**WHAT THE TASK REQUIRES**
Your answer is the lines below, exactly, from the one that contains "borrow the store;" through the one that contains "#[derive(Debug, Clone)]", both included.
══ GIVEN DATA ══
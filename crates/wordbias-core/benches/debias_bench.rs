// ─────────────────────────────────────────────────────────────────────
// Word-Bias Kernel — Audit & Debias Benchmarks
// ─────────────────────────────────────────────────────────────────────
//! Criterion benchmarks over a seeded 300-dimensional embedding with a
//! planted bias axis.

use criterion::{black_box, criterion_group, criterion_main, BatchSize, Criterion};
use rand::rngs::StdRng;
use rand::{Rng, SeedableRng};

use wordbias_core::{
    BiasDomain, BiasSession, DirectionIdentifier, EmbeddingStore, InMemoryEmbedding,
};
use wordbias_types::{AuditConfig, DebiasMethod, DirectionMethod};

const DIM: usize = 300;

fn planted(n_pairs: usize, n_neutral: usize) -> (InMemoryEmbedding, BiasDomain) {
    let mut rng = StdRng::seed_from_u64(42);
    let mut store = InMemoryEmbedding::new(DIM).unwrap();
    let mut pairs = Vec::with_capacity(n_pairs);
    for i in 0..n_pairs {
        let base: Vec<f64> = (0..DIM)
            .map(|j| if j == 0 { 0.0 } else { rng.gen_range(-1.0..1.0) })
            .collect();
        let amount = rng.gen_range(0.5..1.0);
        let mut f = base.clone();
        let mut m = base;
        f[0] += amount;
        m[0] -= amount;
        let (fw, mw) = (format!("f{i}"), format!("m{i}"));
        store.insert(fw.clone(), f).unwrap();
        store.insert(mw.clone(), m).unwrap();
        pairs.push((fw, mw));
    }
    for i in 0..n_neutral {
        let v: Vec<f64> = (0..DIM).map(|_| rng.gen_range(-1.0..1.0)).collect();
        store.insert(format!("w{i}"), v).unwrap();
    }
    let domain = BiasDomain {
        name: "planted".to_string(),
        positive_end: "f0".to_string(),
        negative_end: "m0".to_string(),
        definitional_pairs: pairs,
        direction_method: DirectionMethod::Pca,
        specific_words: Vec::new(),
        word_groups: Default::default(),
    };
    (store, domain)
}

// ── DirectionIdentifier (pca) ───────────────────────────────────────

fn bench_identify_pca(c: &mut Criterion) {
    let (store, domain) = planted(10, 100);
    let definitional = domain.definitional();
    let identifier = DirectionIdentifier::default();
    c.bench_function("identify_pca_10pairs_300d", |b| {
        b.iter(|| {
            identifier
                .identify(
                    &store,
                    black_box("f0"),
                    black_box("m0"),
                    &definitional,
                    DirectionMethod::Pca,
                )
                .unwrap()
        })
    });
}

// ── Metrics ─────────────────────────────────────────────────────────

fn bench_direct_bias(c: &mut Criterion) {
    let (store, domain) = planted(10, 5000);
    let session = BiasSession::with_domain(store, &domain, AuditConfig::default()).unwrap();
    let neutral: Vec<String> = session.domain().unwrap().neutral_words.clone();
    c.bench_function("direct_bias_5000w", |b| {
        b.iter(|| session.direct_bias(black_box(&neutral), 1.0).unwrap())
    });
}

fn bench_closest_words(c: &mut Criterion) {
    let (store, domain) = planted(10, 1000);
    let session = BiasSession::with_domain(store, &domain, AuditConfig::default()).unwrap();
    let words: Vec<String> = session.domain().unwrap().neutral_words.clone();
    c.bench_function("closest_words_1000w", |b| {
        b.iter(|| {
            session
                .closest_words_indirect_bias("w0", "w1", black_box(&words[2..]), 5)
                .unwrap()
        })
    });
}

// ── Hard debias ─────────────────────────────────────────────────────

fn bench_hard_debias(c: &mut Criterion) {
    let (store, domain) = planted(10, 5000);
    let session = BiasSession::with_domain(store, &domain, AuditConfig::default()).unwrap();
    c.bench_function("hard_debias_5000w", |b| {
        b.iter_batched(
            || session.clone(),
            |mut s| {
                s.debias(DebiasMethod::Hard, None, None, true).unwrap();
                black_box(s.store().len())
            },
            BatchSize::LargeInput,
        )
    });
}

criterion_group!(
    benches,
    bench_identify_pca,
    bench_direct_bias,
    bench_closest_words,
    bench_hard_debias,
);
criterion_main!(benches);
// ─────────────────────────────────────────────────────────────────────
// Word-Bias Kernel — Audit Session Configuration
// ─────────────────────────────────────────────────────────────────────

use serde::{Deserialize, Serialize};

use crate::error::{BiasError, BiasResult};

/// Construction-time configuration for a bias auditing session.
#[derive(Debug, Clone, PartialEq, Serialize, Deserialize)]
#[serde(default)]
pub struct AuditConfig {
    /// The embedding vocabulary contains only lower-case tokens, so
    /// seed words are not expanded to UPPER/Title case variants.
    /// Default: false.
    pub only_lower: bool,

    /// Log explained-variance tables and equalize diagnostics at `info`.
    /// Default: false.
    pub verbose: bool,

    /// Minimum explained-variance ratio of the first principal component
    /// for PCA direction identification to succeed.
    /// Default: 0.5.
    pub first_pc_threshold: f64,

    /// Number of principal components requested from PCA (capped by the
    /// rank of the definitional matrix).
    /// Default: 10.
    pub n_components: usize,

    /// Tolerance used when checking unit norms and zero projections.
    /// Default: 1e-6.
    pub unit_tolerance: f64,

    /// Negative radicand overshoot in equalize that is still clamped to 0.
    /// Anything more negative is reported as numerical instability.
    /// Default: 1e-9.
    pub radicand_tolerance: f64,

    /// Seed for every randomized step (word sampling).
    /// Default: 42.
    pub seed: u64,

    /// Vocabulary prefix considered by analogy generation.
    /// Default: 30000.
    pub max_analogy_vocab: usize,
}

impl Default for AuditConfig {
    fn default() -> Self {
        Self {
            only_lower: false,
            verbose: false,
            first_pc_threshold: 0.5,
            n_components: 10,
            unit_tolerance: 1e-6,
            radicand_tolerance: 1e-9,
            seed: 42,
            max_analogy_vocab: 30_000,
        }
    }
}

impl AuditConfig {
    /// Validate configuration parameters.
    pub fn validate(&self) -> BiasResult<()> {
        if !(0.0..=1.0).contains(&self.first_pc_threshold) {
            return Err(BiasError::InvalidConfiguration(format!(
                "first_pc_threshold must be in [0, 1], got {}",
                self.first_pc_threshold
            )));
        }
        if self.n_components == 0 {
            return Err(BiasError::InvalidConfiguration(
                "n_components must be >= 1".to_string(),
            ));
        }
        if !(self.unit_tolerance > 0.0 && self.unit_tolerance < 1.0) {
            return Err(BiasError::InvalidConfiguration(format!(
                "unit_tolerance must be in (0, 1), got {}",
                self.unit_tolerance
            )));
        }
        if !(self.radicand_tolerance >= 0.0 && self.radicand_tolerance < 1.0) {
            return Err(BiasError::InvalidConfiguration(format!(
                "radicand_tolerance must be in [0, 1), got {}",
                self.radicand_tolerance
            )));
        }
        if self.max_analogy_vocab < 2 {
            return Err(BiasError::InvalidConfiguration(format!(
                "max_analogy_vocab must be >= 2, got {}",
                self.max_analogy_vocab
            )));
        }
        Ok(())
    }

    /// Load from JSON string. Missing fields take their defaults.
    pub fn from_json(json: &str) -> BiasResult<Self> {
        serde_json::from_str(json).map_err(|e| BiasError::Config(format!("JSON parse error: {e}")))
    }

    pub fn with_only_lower(mut self, only_lower: bool) -> Self {
        self.only_lower = only_lower;
        self
    }

    pub fn with_verbose(mut self, verbose: bool) -> Self {
        self.verbose = verbose;
        self
    }

    pub fn with_seed(mut self, seed: u64) -> Self {
        self.seed = seed;
        self
    }
}
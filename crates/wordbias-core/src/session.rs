// ─────────────────────────────────────────────────────────────────────
// Word-Bias Kernel — Audit Session
// ─────────────────────────────────────────────────────────────────────
//! One auditing session over one embedding store.
//!
//! The session owns its configuration, optional domain tables, the
//! identified direction and the store. Metrics borrow the store;
//! debiasing mutates it, or a deep copy of the whole session when
//! `inplace` is false.
//!
//! # Lifecycle
//!
//! `Uninitialized → DirectionIdentified → {Neutralized, Equalized,
//! HardDebiased}`. Neutralize plus equalize, in either order or at once
//! via `hard`, reach `HardDebiased`. Re-identifying a direction resets
//! to `DirectionIdentified`.

use std::collections::HashSet;

use wordbias_types::{
    Analogy, AuditConfig, BiasError, BiasResult, CrossEmbeddingBias, DebiasMethod,
    DirectionMethod, EqualizeRecord, IndirectBiasEntry, ProjectionScore, SessionState,
};

use crate::debias::{check_renormalizable, validate_sets, Debiaser, ProgressCallback};
use crate::direction::{BiasDirection, Definitional, DirectionIdentifier};
use crate::domain::{BiasDomain, PreparedDomain};
use crate::metrics::{bias_across_embeddings, AnalogyParams, BiasMetrics};
use crate::store::EmbeddingStore;
use crate::vector_ops::l2_norm;
use crate::words::sample_words;

#[derive(Debug, Clone)]
pub struct BiasSession<S: EmbeddingStore> {
    store: S,
    config: AuditConfig,
    domain: Option<PreparedDomain>,
    direction: Option<BiasDirection>,
    state: SessionState,
}

impl<S: EmbeddingStore> BiasSession<S> {
    /// Session without a domain or direction.
    pub fn new(store: S, config: AuditConfig) -> BiasResult<Self> {
        config.validate()?;
        Ok(Self {
            store,
            config,
            domain: None,
            direction: None,
            state: SessionState::Uninitialized,
        })
    }

    /// Session over `domain`, with the direction identified from the
    /// domain's poles and definitional pairs.
    pub fn with_domain(store: S, domain: &BiasDomain, config: AuditConfig) -> BiasResult<Self> {
        domain.validate()?;
        let mut session = Self::new(store, config)?;
        session.domain = Some(domain.prepare(&session.store, session.config.only_lower));
        session.identify_direction(
            &domain.positive_end,
            &domain.negative_end,
            &domain.definitional(),
            domain.direction_method,
        )?;
        Ok(session)
    }

    /// Identify (or re-identify) the bias direction.
    pub fn identify_direction(
        &mut self,
        positive_end: &str,
        negative_end: &str,
        definitional: &Definitional,
        method: DirectionMethod,
    ) -> BiasResult<&BiasDirection> {
        let direction = DirectionIdentifier::from_config(&self.config).identify(
            &self.store,
            positive_end,
            negative_end,
            definitional,
            method,
        )?;
        log::debug!("direction identified: {}", direction.label());
        self.state = SessionState::DirectionIdentified;
        Ok(self.direction.insert(direction))
    }

    pub fn require_direction(&self) -> BiasResult<&BiasDirection> {
        self.direction.as_ref().ok_or(BiasError::DirectionNotIdentified)
    }

    fn metrics(&self) -> BiasResult<BiasMetrics<'_, S>> {
        Ok(BiasMetrics::new(&self.store, self.require_direction()?))
    }

    // ── Metrics ─────────────────────────────────────────────────────

    pub fn project_on_direction(&self, word: &str) -> BiasResult<f64> {
        self.metrics()?.project_on_direction(word)
    }

    pub fn projection_scores<W: AsRef<str>>(&self, words: &[W]) -> BiasResult<Vec<ProjectionScore>> {
        self.metrics()?.projection_scores(words)
    }

    pub fn direct_bias<W: AsRef<str>>(&self, neutral_words: &[W], c: f64) -> BiasResult<f64> {
        self.metrics()?.direct_bias(neutral_words, c)
    }

    /// Direct bias of a named domain word group, e.g.
    /// [`NEUTRAL_PROFESSIONS`](crate::domain::NEUTRAL_PROFESSIONS).
    pub fn direct_bias_on_group(&self, group: &str, c: f64) -> BiasResult<f64> {
        let words = self.word_group(group)?;
        self.metrics()?.direct_bias(words, c)
    }

    pub fn indirect_bias(&self, word1: &str, word2: &str) -> BiasResult<f64> {
        self.metrics()?.indirect_bias(word1, word2)
    }

    pub fn closest_words_indirect_bias<W: AsRef<str>>(
        &self,
        positive_end: &str,
        negative_end: &str,
        words: &[W],
        n_extreme: usize,
    ) -> BiasResult<Vec<IndirectBiasEntry>> {
        self.metrics()?
            .closest_words_indirect_bias(positive_end, negative_end, words, n_extreme)
    }

    /// Analogy settings with the configured vocabulary limit.
    pub fn analogy_params(&self) -> AnalogyParams {
        AnalogyParams::default().with_restrict_vocab(self.config.max_analogy_vocab)
    }

    pub fn generate_analogies(&self, params: &AnalogyParams) -> BiasResult<Vec<Analogy>> {
        self.metrics()?.generate_analogies(params)
    }

    /// Compare projections of `words` with another session's embedding.
    pub fn bias_across_embeddings<T: EmbeddingStore, W: AsRef<str>>(
        &self,
        other: &BiasSession<T>,
        words: &[W],
    ) -> BiasResult<CrossEmbeddingBias> {
        bias_across_embeddings(&self.metrics()?, &other.metrics()?, words)
    }

    /// Seeded sample of `n` words using the configured seed.
    pub fn sample_words<W: AsRef<str>>(&self, words: &[W], n: usize) -> BiasResult<Vec<String>> {
        sample_words(words, n, self.config.seed)
    }

    // ── Mutations ───────────────────────────────────────────────────

    /// Neutralize `words` in place.
    pub fn neutralize<W: AsRef<str>>(
        &mut self,
        words: &[W],
        progress: Option<ProgressCallback<'_>>,
    ) -> BiasResult<usize> {
        let direction = self.direction.as_ref().ok_or(BiasError::DirectionNotIdentified)?;
        let count = Debiaser::new(direction, &self.config).neutralize(&mut self.store, words, progress)?;
        self.state = match self.state {
            SessionState::Equalized | SessionState::HardDebiased => SessionState::HardDebiased,
            _ => SessionState::Neutralized,
        };
        Ok(count)
    }

    /// Equalize `equality_sets` in place.
    pub fn equalize<W: AsRef<str>>(
        &mut self,
        equality_sets: &[Vec<W>],
        progress: Option<ProgressCallback<'_>>,
    ) -> BiasResult<Vec<EqualizeRecord>> {
        let direction = self.direction.as_ref().ok_or(BiasError::DirectionNotIdentified)?;
        let records =
            Debiaser::new(direction, &self.config).equalize(&mut self.store, equality_sets, progress)?;
        self.state = match self.state {
            SessionState::Neutralized | SessionState::HardDebiased => SessionState::HardDebiased,
            _ => SessionState::Equalized,
        };
        Ok(records)
    }

    /// Debias this session's store in place.
    ///
    /// Missing `neutral_words` and `equality_sets` default to the domain
    /// tables. `soft` is rejected before anything is touched.
    pub fn debias_in_place(
        &mut self,
        method: DebiasMethod,
        neutral_words: Option<&[String]>,
        equality_sets: Option<&[Vec<String>]>,
    ) -> BiasResult<()> {
        if method == DebiasMethod::Soft {
            return Err(unsupported_soft());
        }
        self.require_direction()?;

        let neutral_words = self.resolve_neutral_words(neutral_words)?;
        let equality_sets = match method {
            DebiasMethod::Hard => {
                let sets = self.resolve_equality_sets(equality_sets)?;
                check_disjoint(&neutral_words, &sets)?;
                validate_sets(&self.store, &sets)?;
                sets
            }
            _ => Vec::new(),
        };
        check_renormalizable(&self.store)?;

        log::debug!("Neutralize...");
        self.neutralize(&neutral_words, None)?;
        if method == DebiasMethod::Hard {
            log::debug!("Equalize...");
            self.equalize(&equality_sets, None)?;
        }
        Ok(())
    }

    fn resolve_neutral_words(&self, explicit: Option<&[String]>) -> BiasResult<Vec<String>> {
        match (explicit, &self.domain) {
            (Some(words), _) => Ok(words.to_vec()),
            (None, Some(domain)) => Ok(domain.neutral_words.clone()),
            (None, None) => Err(BiasError::InvalidConfiguration(
                "no neutral words given and the session has no bias domain".to_string(),
            )),
        }
    }

    fn resolve_equality_sets(&self, explicit: Option<&[Vec<String>]>) -> BiasResult<Vec<Vec<String>>> {
        match (explicit, &self.domain) {
            (Some(sets), _) => Ok(sets.to_vec()),
            (None, Some(domain)) => Ok(domain.equality_sets.clone()),
            (None, None) => Err(BiasError::InvalidConfiguration(
                "no equality sets given and the session has no bias domain".to_string(),
            )),
        }
    }

    // ── Accessors ───────────────────────────────────────────────────

    pub fn store(&self) -> &S {
        &self.store
    }

    pub fn into_store(self) -> S {
        self.store
    }

    pub fn direction(&self) -> Option<&BiasDirection> {
        self.direction.as_ref()
    }

    pub fn state(&self) -> SessionState {
        self.state
    }

    pub fn config(&self) -> &AuditConfig {
        &self.config
    }

    pub fn domain(&self) -> Option<&PreparedDomain> {
        self.domain.as_ref()
    }

    /// A named word group of the session's domain.
    pub fn word_group(&self, name: &str) -> BiasResult<&[String]> {
        self.domain
            .as_ref()
            .ok_or_else(|| {
                BiasError::InvalidConfiguration(format!(
                    "word group {name:?} requested but the session has no bias domain"
                ))
            })?
            .group(name)
    }

    /// Every vector has unit norm within `unit_tolerance`.
    pub fn is_unit_normalized(&self) -> bool {
        let tolerance = self.config.unit_tolerance;
        self.store
            .tokens()
            .filter_map(|t| self.store.get(t).ok())
            .all(|v| (l2_norm(v) - 1.0).abs() <= tolerance)
    }
}

impl<S: EmbeddingStore + Clone> BiasSession<S> {
    /// Debias in place (`inplace = true`, returns `None`) or on a deep
    /// copy of the session (returns `Some(copy)`, `self` untouched).
    pub fn debias(
        &mut self,
        method: DebiasMethod,
        neutral_words: Option<&[String]>,
        equality_sets: Option<&[Vec<String>]>,
        inplace: bool,
    ) -> BiasResult<Option<Self>> {
        if method == DebiasMethod::Soft {
            return Err(unsupported_soft());
        }
        if inplace {
            self.debias_in_place(method, neutral_words, equality_sets)?;
            return Ok(None);
        }
        let mut copy = self.clone();
        copy.debias_in_place(method, neutral_words, equality_sets)?;
        Ok(Some(copy))
    }
}

fn unsupported_soft() -> BiasError {
    BiasError::UnsupportedOperation("soft debiasing is not implemented".to_string())
}

fn check_disjoint(neutral_words: &[String], equality_sets: &[Vec<String>]) -> BiasResult<()> {
    let neutral: HashSet<&str> = neutral_words.iter().map(String::as_str).collect();
    let overlap = equality_sets
        .iter()
        .flatten()
        .find(|w| neutral.contains(w.as_str()));
    match overlap {
        Some(word) => Err(BiasError::InvalidConfiguration(format!(
            "{word:?} is both a neutral word and in an equality set"
        ))),
        None => Ok(()),
    }
}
═══
**OUTPUT**
//! identified direction and the store. Metrics borrow the store;
//! debiasing mutates it, or a deep copy of the whole session when
//! `inplace` is false.
//!
//! # Lifecycle
//!
//! `Uninitialized → DirectionIdentified → {Neutralized, Equalized,
//! HardDebiased}`. Neutralize plus equalize, in either order or at once
//! via `hard`, reach `HardDebiased`. Re-identifying a direction resets
//! to `DirectionIdentified`.

use std::collections::HashSet;

use wordbias_types::{
    Analogy, AuditConfig, BiasError, BiasResult, CrossEmbeddingBias, DebiasMethod,
    DirectionMethod, EqualizeRecord, IndirectBiasEntry, ProjectionScore, SessionState,
};

use crate::debias::{check_renormalizable, validate_sets, Debiaser, ProgressCallback};
use crate::direction::{BiasDirection, Definitional, DirectionIdentifier};
use crate::domain::{BiasDomain, PreparedDomain};
use crate::metrics::{bias_across_embeddings, AnalogyParams, BiasMetrics};
use crate::store::EmbeddingStore;
use crate::vector_ops::l2_norm;
use crate::words::sample_words;

#[derive(Debug, Clone)]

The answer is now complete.